(Collected data entries)
·····

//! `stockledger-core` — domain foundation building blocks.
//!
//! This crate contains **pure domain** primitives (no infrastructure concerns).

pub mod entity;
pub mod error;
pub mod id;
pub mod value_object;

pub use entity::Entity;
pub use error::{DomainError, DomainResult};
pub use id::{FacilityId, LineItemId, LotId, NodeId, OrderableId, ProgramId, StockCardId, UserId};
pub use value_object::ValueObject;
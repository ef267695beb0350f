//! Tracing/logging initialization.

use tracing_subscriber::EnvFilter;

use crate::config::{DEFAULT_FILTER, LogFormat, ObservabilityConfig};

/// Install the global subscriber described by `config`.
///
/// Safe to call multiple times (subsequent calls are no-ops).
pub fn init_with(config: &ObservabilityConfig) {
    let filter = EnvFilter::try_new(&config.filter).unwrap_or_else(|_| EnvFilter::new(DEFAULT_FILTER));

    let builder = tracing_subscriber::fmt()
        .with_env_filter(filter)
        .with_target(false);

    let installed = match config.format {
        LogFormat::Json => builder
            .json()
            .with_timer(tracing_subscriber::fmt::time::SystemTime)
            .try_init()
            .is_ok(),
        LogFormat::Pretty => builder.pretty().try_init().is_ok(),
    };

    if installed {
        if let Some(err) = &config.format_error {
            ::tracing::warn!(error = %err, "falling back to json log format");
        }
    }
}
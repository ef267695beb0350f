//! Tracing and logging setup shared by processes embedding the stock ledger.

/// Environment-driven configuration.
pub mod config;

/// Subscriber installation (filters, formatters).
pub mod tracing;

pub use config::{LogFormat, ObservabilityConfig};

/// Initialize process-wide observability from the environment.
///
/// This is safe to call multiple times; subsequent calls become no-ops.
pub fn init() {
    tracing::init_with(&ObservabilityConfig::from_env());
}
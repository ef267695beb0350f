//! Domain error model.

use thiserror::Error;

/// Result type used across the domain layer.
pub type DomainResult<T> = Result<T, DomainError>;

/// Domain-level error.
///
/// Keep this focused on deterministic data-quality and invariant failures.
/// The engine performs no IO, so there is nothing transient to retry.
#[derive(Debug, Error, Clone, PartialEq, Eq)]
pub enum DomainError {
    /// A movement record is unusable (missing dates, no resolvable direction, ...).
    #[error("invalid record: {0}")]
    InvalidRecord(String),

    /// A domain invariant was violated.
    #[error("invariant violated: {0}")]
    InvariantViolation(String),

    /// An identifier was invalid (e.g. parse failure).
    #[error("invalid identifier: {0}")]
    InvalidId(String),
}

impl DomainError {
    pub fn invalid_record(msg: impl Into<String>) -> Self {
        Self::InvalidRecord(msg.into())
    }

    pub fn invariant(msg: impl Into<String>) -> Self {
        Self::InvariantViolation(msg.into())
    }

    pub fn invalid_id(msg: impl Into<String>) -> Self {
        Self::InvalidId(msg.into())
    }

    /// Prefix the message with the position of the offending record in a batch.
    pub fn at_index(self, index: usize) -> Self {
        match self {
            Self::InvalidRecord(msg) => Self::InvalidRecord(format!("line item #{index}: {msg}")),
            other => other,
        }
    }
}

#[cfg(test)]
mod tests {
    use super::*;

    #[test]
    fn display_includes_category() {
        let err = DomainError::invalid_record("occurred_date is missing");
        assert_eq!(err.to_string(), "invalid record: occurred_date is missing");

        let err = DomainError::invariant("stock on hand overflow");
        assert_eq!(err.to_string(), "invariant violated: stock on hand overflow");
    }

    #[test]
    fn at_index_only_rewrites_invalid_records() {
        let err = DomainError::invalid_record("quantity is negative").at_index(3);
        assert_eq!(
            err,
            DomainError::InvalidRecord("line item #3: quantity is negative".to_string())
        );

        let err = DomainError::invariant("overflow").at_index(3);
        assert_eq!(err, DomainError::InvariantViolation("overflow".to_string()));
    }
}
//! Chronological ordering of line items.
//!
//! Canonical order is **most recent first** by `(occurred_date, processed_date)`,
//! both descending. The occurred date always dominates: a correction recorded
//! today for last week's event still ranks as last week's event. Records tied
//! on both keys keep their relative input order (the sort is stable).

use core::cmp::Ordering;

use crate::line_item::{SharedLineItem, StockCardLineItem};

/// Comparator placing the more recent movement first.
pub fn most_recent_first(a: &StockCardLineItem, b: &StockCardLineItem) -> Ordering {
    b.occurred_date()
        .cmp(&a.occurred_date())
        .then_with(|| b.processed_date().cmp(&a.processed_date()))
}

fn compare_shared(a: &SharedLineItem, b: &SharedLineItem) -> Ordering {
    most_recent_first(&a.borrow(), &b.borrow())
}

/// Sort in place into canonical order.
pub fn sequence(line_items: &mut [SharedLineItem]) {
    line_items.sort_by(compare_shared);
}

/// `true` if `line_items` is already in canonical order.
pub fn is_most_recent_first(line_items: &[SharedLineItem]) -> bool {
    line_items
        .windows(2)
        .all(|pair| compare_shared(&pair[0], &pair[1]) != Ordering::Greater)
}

·····

◆ Instructions to follow
Could the data above be set down exactly, in full?

◆ Result below
//! `stockledger-core` — domain foundation building blocks.
//!
//! This crate contains **pure domain** primitives (no infrastructure concerns).

pub mod entity;
pub mod error;
pub mod id;
pub mod value_object;

pub use entity::Entity;
pub use error::{DomainError, DomainResult};
pub use id::{FacilityId, LineItemId, LotId, NodeId, OrderableId, ProgramId, StockCardId, UserId};
pub use value_object::ValueObject;
repository ef267695beb0350f
//! Tracing/logging initialization.

use tracing_subscriber::EnvFilter;

use crate::config::{DEFAULT_FILTER, LogFormat, ObservabilityConfig};

/// Install the global subscriber described by `config`.
///
/// Safe to call multiple times (subsequent calls are no-ops).
pub fn init_with(config: &ObservabilityConfig) {
    let filter = EnvFilter::try_new(&config.filter).unwrap_or_else(|_| EnvFilter::new(DEFAULT_FILTER));

    let builder = tracing_subscriber::fmt()
        .with_env_filter(filter)
        .with_target(false);

    let installed = match config.format {
        LogFormat::Json => builder
            .json()
            .with_timer(tracing_subscriber::fmt::time::SystemTime)
            .try_init()
            .is_ok(),
        LogFormat::Pretty => builder.pretty().try_init().is_ok(),
    };

    if installed {
        if let Some(err) = &config.format_error {
            ::tracing::warn!(error = %err, "falling back to json log format");
        }
    }
}
repository ef267695beb0350f
//! Tracing and logging setup shared by processes embedding the stock ledger.

/// Environment-driven configuration.
pub mod config;

/// Subscriber installation (filters, formatters).
pub mod tracing;

pub use config::{LogFormat, ObservabilityConfig};

/// Initialize process-wide observability from the environment.
///
/// This is safe to call multiple times; subsequent calls become no-ops.
pub fn init() {
    tracing::init_with(&ObservabilityConfig::from_env());
}
repository ef267695beb0350f
//! Domain error model.

use thiserror::Error;

/// Result type used across the domain layer.
pub type DomainResult<T> = Result<T, DomainError>;

/// Domain-level error.
///
/// Keep this focused on deterministic data-quality and invariant failures.
/// The engine performs no IO, so there is nothing transient to retry.
#[derive(Debug, Error, Clone, PartialEq, Eq)]
pub enum DomainError {
    /// A movement record is unusable (missing dates, no resolvable direction, ...).
    #[error("invalid record: {0}")]
    InvalidRecord(String),

    /// A domain invariant was violated.
    #[error("invariant violated: {0}")]
    InvariantViolation(String),

    /// An identifier was invalid (e.g. parse failure).
    #[error("invalid identifier: {0}")]
    InvalidId(String),
}

impl DomainError {
    pub fn invalid_record(msg: impl Into<String>) -> Self {
        Self::InvalidRecord(msg.into())
    }

    pub fn invariant(msg: impl Into<String>) -> Self {
        Self::InvariantViolation(msg.into())
    }

    pub fn invalid_id(msg: impl Into<String>) -> Self {
        Self::InvalidId(msg.into())
    }

    /// Prefix the message with the position of the offending record in a batch.
    pub fn at_index(self, index: usize) -> Self {
        match self {
            Self::InvalidRecord(msg) => Self::InvalidRecord(format!("line item #{index}: {msg}")),
            other => other,
        }
    }
}

#[cfg(test)]
mod tests {
    use super::*;

    #[test]
    fn display_includes_category() {
        let err = DomainError::invalid_record("occurred_date is missing");
        assert_eq!(err.to_string(), "invalid record: occurred_date is missing");

        let err = DomainError::invariant("stock on hand overflow");
        assert_eq!(err.to_string(), "invariant violated: stock on hand overflow");
    }

    #[test]
    fn at_index_only_rewrites_invalid_records() {
        let err = DomainError::invalid_record("quantity is negative").at_index(3);
        assert_eq!(
            err,
            DomainError::InvalidRecord("line item #3: quantity is negative".to_string())
        );

        let err = DomainError::invariant("overflow").at_index(3);
        assert_eq!(err, DomainError::InvariantViolation("overflow".to_string()));
    }
}
//! Chronological ordering of line items.
//!
//! Canonical order is **most recent first** by `(occurred_date, processed_date)`,
//! both descending. The occurred date always dominates: a correction recorded
//! today for last week's event still ranks as last week's event. Records tied
//! on both keys keep their relative input order (the sort is stable).

use core::cmp::Ordering;

use crate::line_item::{SharedLineItem, StockCardLineItem};

/// Comparator placing the more recent movement first.
pub fn most_recent_first(a: &StockCardLineItem, b: &StockCardLineItem) -> Ordering {
    b.occurred_date()
        .cmp(&a.occurred_date())
        .then_with(|| b.processed_date().cmp(&a.processed_date()))
}

fn compare_shared(a: &SharedLineItem, b: &SharedLineItem) -> Ordering {
    most_recent_first(&a.borrow(), &b.borrow())
}

/// Sort in place into canonical order.
pub fn sequence(line_items: &mut [SharedLineItem]) {
    line_items.sort_by(compare_shared);
}

/// `true` if `line_items` is already in canonical order.
pub fn is_most_recent_first(line_items: &[SharedLineItem]) -> bool {
    line_items
        .windows(2)
        .all(|pair| compare_shared(&pair[0], &pair[1]) != Ordering::Greater)
}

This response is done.